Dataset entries
══════

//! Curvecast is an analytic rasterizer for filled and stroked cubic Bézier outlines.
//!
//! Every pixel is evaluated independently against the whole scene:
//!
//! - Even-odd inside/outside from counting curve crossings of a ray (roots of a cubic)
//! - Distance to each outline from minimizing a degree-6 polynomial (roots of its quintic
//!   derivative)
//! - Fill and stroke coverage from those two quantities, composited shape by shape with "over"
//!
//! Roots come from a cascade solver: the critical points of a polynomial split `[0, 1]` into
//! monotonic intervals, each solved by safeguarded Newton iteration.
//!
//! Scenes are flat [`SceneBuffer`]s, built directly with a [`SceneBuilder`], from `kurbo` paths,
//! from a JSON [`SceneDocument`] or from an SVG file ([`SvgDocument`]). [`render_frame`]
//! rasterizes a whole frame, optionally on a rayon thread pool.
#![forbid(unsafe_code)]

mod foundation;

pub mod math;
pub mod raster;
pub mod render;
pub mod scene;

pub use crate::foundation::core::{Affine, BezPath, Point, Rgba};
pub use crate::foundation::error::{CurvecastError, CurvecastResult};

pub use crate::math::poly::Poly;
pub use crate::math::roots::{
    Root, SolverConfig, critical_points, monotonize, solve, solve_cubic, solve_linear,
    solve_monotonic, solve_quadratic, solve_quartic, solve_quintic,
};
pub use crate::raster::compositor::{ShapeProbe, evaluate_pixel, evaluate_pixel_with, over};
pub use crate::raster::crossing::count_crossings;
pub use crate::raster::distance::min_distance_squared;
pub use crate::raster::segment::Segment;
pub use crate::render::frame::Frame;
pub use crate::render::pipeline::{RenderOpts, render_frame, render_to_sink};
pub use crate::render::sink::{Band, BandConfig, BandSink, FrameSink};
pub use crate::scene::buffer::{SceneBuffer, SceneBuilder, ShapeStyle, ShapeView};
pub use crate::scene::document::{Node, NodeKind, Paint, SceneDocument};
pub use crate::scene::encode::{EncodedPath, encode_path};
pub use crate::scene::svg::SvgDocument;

══════

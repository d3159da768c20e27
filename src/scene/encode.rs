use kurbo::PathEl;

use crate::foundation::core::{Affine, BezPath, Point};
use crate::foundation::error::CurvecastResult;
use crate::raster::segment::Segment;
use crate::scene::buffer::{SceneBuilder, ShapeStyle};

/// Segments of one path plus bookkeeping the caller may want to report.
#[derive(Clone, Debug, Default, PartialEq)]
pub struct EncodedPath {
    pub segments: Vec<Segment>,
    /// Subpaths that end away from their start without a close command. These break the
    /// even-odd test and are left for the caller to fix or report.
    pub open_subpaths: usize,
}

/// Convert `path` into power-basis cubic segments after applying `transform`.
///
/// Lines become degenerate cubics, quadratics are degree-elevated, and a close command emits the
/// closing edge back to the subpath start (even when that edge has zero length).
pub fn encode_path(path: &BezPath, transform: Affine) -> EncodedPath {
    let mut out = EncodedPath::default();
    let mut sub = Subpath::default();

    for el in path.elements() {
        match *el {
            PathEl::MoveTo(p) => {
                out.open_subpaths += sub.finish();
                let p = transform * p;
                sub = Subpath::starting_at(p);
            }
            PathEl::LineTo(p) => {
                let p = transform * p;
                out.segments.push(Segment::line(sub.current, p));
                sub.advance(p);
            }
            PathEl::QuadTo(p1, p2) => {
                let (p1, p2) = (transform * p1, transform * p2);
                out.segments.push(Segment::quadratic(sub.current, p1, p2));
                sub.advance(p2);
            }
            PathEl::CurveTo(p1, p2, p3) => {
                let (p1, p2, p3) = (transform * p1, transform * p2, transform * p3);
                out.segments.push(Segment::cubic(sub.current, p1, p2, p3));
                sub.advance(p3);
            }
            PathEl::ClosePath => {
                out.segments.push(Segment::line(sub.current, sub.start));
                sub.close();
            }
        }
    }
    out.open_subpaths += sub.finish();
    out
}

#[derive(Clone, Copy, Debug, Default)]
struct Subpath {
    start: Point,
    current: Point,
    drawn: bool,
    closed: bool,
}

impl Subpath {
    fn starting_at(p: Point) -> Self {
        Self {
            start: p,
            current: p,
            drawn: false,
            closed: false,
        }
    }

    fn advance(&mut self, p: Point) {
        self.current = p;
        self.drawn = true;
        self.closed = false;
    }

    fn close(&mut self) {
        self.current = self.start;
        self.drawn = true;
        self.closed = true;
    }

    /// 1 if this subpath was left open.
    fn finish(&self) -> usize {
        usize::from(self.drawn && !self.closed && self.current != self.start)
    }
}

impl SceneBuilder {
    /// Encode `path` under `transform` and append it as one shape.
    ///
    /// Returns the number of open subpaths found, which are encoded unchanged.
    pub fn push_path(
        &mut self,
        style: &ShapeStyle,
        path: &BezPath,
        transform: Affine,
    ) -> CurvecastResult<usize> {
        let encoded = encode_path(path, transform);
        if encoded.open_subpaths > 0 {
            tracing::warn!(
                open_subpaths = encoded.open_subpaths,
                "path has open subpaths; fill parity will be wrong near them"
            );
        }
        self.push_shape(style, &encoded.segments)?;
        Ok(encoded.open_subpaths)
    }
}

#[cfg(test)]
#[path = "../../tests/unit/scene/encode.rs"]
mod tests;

══════

*What the task asks*.
When you reach the line with "sub.close();" in the records above, start writing out lines exactly, and stop once the line with "let encoded = encode_path(path, transform);" has been written; include nothing else.

*Reply to the task*.
                sub.close();
            }
        }
    }
    out.open_subpaths += sub.finish();
    out
}

#[derive(Clone, Copy, Debug, Default)]
struct Subpath {
    start: Point,
    current: Point,
    drawn: bool,
    closed: bool,
}

impl Subpath {
    fn starting_at(p: Point) -> Self {
        Self {
            start: p,
            current: p,
            drawn: false,
            closed: false,
        }
    }

    fn advance(&mut self, p: Point) {
        self.current = p;
        self.drawn = true;
        self.closed = false;
    }

    fn close(&mut self) {
        self.current = self.start;
        self.drawn = true;
        self.closed = true;
    }

    /// 1 if this subpath was left open.
    fn finish(&self) -> usize {
        usize::from(self.drawn && !self.closed && self.current != self.start)
    }
}

impl SceneBuilder {
    /// Encode `path` under `transform` and append it as one shape.
    ///
    /// Returns the number of open subpaths found, which are encoded unchanged.
    pub fn push_path(
        &mut self,
        style: &ShapeStyle,
        path: &BezPath,
        transform: Affine,
    ) -> CurvecastResult<usize> {
        let encoded = encode_path(path, transform);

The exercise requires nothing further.